XENIA — As soon as Harold Warren’s talk ends, members of the crowd that’s squeezed into the Greene County Historical Society building press up to the front of the room. Some want a picture, which he obliges with a smile. Others want to chat for a moment, to ask about his experiences or clarify a point, while others simply want to shake his hand.
It’s all a sign of respect for the 91-year-old member of the Greatest Generation.
When Harold Warren, a 51-year resident of Wilberforce, was drafted into the U.S. Army in 1943, he was just a 19-year-old kid.
A little more than a year later, Warren found himself in the middle of World War II, living history as part of the 370th Regimental Combat Team, 92nd Infantry Division, called the “Buffalo Soldiers.” Warren fought against Nazi forces in Italy, where he spent the majority of his time overseas.
When asked what he brought back with him from his time overseas, his answer is simple: not much but “basic memories.”
He has plenty of those.
In listening to Warren speak, it quickly becomes apparent that those memories of his service are vivid.
For instance, in talking about his first combat situation: “It was a matter of really not knowing what to expect and really being afraid, really being scared,” he said. “It’s surprising that once one gets into a combat situation, is being shot at and has mortars and … is shooting himself against the enemy, I shouldn’t say you get inured to it, but you do get somewhat battle-hardened to it and better-prepared to face the next battle.”
Those experiences still stick with him today. According to Warren, he still occasionally suffers from PTSD dreams from his time in the service about 70 years ago.
Warren could also clearly recall a brief moment of levity during a brief pause in combat: “I decided I would put the safety on [his rifle] to keep it from discharging,” he said. “I reached down there and I missed the safety. That thing exploded, oh, it was terrible. I couldn’t hear. That bullet could not have missed my chin any more than that.”
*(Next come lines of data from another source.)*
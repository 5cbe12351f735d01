//! Post-hoc run summary computed from snapshots.

use std::fmt;

use crate::devices::BatteryStatus;

use super::snapshot::TelemetrySnapshot;

/// Aggregate indicators over a batch of ticks.
///
/// Energies use the same per-tick power-to-energy factor as the plant's
/// day counters, so they can be compared directly with them.
#[derive(Debug, Clone, PartialEq)]
pub struct RunSummary {
    pub ticks: usize,
    pub solar_energy: f64,
    pub wind_energy: f64,
    pub load_energy: f64,
    pub import_energy: f64,
    pub export_energy: f64,
    /// Peak grid import (W, positive).
    pub peak_import_w: f64,
    /// Peak grid export (W, positive magnitude).
    pub peak_export_w: f64,
    pub min_soc_pct: f64,
    pub max_soc_pct: f64,
    /// Sum of |battery power| × scale.
    pub battery_throughput: f64,
    /// Share of load not met by grid import (%).
    pub self_sufficiency_pct: f64,
    pub ticks_charging: usize,
    pub ticks_discharging: usize,
    pub ticks_idle: usize,
    /// Largest |conservation residual| seen (W).
    pub max_residual_w: f64,
}

impl RunSummary {
    /// Computes the summary from a run's snapshots.
    ///
    /// # Arguments
    ///
    /// * `snapshots` - Snapshots in tick order
    /// * `energy_scale` - Power-to-energy factor per tick
    pub fn from_snapshots(snapshots: &[TelemetrySnapshot], energy_scale: f64) -> Self {
        if snapshots.is_empty() {
            return Self {
                ticks: 0,
                solar_energy: 0.0,
                wind_energy: 0.0,
                load_energy: 0.0,
                import_energy: 0.0,
                export_energy: 0.0,
                peak_import_w: 0.0,
                peak_export_w: 0.0,
                min_soc_pct: 0.0,
                max_soc_pct: 0.0,
                battery_throughput: 0.0,
                self_sufficiency_pct: 0.0,
                ticks_charging: 0,
                ticks_discharging: 0,
                ticks_idle: 0,
                max_residual_w: 0.0,
            };
        }

        let mut solar = 0.0_f64;
        let mut wind = 0.0_f64;
        let mut load = 0.0_f64;
        let mut import = 0.0_f64;
        let mut export = 0.0_f64;
        let mut peak_import = 0.0_f64;
        let mut peak_export = 0.0_f64;
        let mut min_soc = f64::INFINITY;
        let mut max_soc = f64::NEG_INFINITY;
        let mut throughput = 0.0_f64;
        let (mut charging, mut discharging, mut idle) = (0_usize, 0_usize, 0_usize);
        let mut max_residual = 0.0_f64;

        for s in snapshots {
            solar += s.solar.power * energy_scale;
            wind += s.wind.power * energy_scale;
            load += s.loads.total_power * energy_scale;
            import += s.grid.power.max(0.0) * energy_scale;
            export += (-s.grid.power).max(0.0) * energy_scale;

            peak_import = peak_import.max(s.grid.power);
            peak_export = peak_export.max(-s.grid.power);

            min_soc = min_soc.min(s.battery.state_of_charge);
            max_soc = max_soc.max(s.battery.state_of_charge);
            throughput += s.battery.power.abs() * energy_scale;

            match s.battery.status {
                BatteryStatus::Charging => charging += 1,
                BatteryStatus::Discharging => discharging += 1,
                BatteryStatus::Idle => idle += 1,
            }
            max_residual = max_residual.max(s.conservation_residual_w().abs());
        }

        let self_sufficiency_pct = if load > 0.0 {
            (100.0 * (load - import) / load).clamp(0.0, 100.0)
        } else {
            100.0
        };

        Self {
            ticks: snapshots.len(),
            solar_energy: solar,
            wind_energy: wind,
            load_energy: load,
            import_energy: import,
            export_energy: export,
            peak_import_w: peak_import,
            peak_export_w: peak_export,
            min_soc_pct: min_soc,
            max_soc_pct: max_soc,
            battery_throughput: throughput,
            self_sufficiency_pct,
            ticks_charging: charging,
            ticks_discharging: discharging,
            ticks_idle: idle,
            max_residual_w: max_residual,
        }
    }
}

impl fmt::Display for RunSummary {
    fn fmt(&self, f: &mut fmt::Formatter<'_>) -> fmt::Result {
        writeln!(f, "--- Run Summary ({} ticks) ---", self.ticks)?;
        writeln!(
            f,
            "Generation:            solar {:.3}, wind {:.3}",
            self.solar_energy, self.wind_energy
        )?;
        writeln!(f, "Load served:           {:.3}", self.load_energy)?;
        writeln!(
            f,
            "Grid:                  import {:.3}, export {:.3}",
            self.import_energy, self.export_energy
        )?;
        writeln!(
            f,
            "Peak grid:             import {:.1} W, export {:.1} W",
            self.peak_import_w, self.peak_export_w
        )?;
        writeln!(
            f,
            "Battery SOC:           {:.2}% .. {:.2}%",
            self.min_soc_pct, self.max_soc_pct
        )?;
        writeln!(f, "Battery throughput:    {:.3}", self.battery_throughput)?;
        writeln!(
            f,
            "Battery status ticks:  charging {}, discharging {}, idle {}",
            self.ticks_charging, self.ticks_discharging, self.ticks_idle
        )?;
        writeln!(f, "Self-sufficiency:      {:.1}%", self.self_sufficiency_pct)?;
        write!(f, "Max balance residual:  {:.2e} W", self.max_residual_w)
    }
}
Warren recalled the bullet crashing into the floor above him, where several other friendly soldiers and a captain were waiting.
“I could hear this captain up there, and he was using some choice profanity,” he recalled with a smile. “He said, ‘Warren, get control of that weapon down there!’”
Warren brought back life lessons, including learning how to get along with all types of people, from different races and economic classes, and said he learned very quickly that he did not know everything.
“I realize[d] that anyone with whom one comes in contact, knows more than you do in certain circumstances,” he said. “Nobody’s dumb. Everybody is smart to some degree. Most of all I learned to respect the dignity and the value of my fellow human being.”
All those experiences made Harold Warren the man he is today, the man who wants the world to know about those experiences.
“You’ve heard it said that combat veterans don’t want to talk about their combat experience,” he said. “I really think they should, because people need to know how horrible actual battlefield combat is. They will never know unless someone who has been in it advises them.
“History is very, very important and once the general public is removed from the actual learning experience … the public doesn’t know what went on in the past. So much in the past, of course, always influences the future.”
Harold Warren spent about a year during WWII overseas in Italy as well as additional time in Algeria, North Africa. He was never shot or wounded by shrapnel in combat. Warren retired from a civil service position at Wright-Patterson Air Force Base after 34 years of service.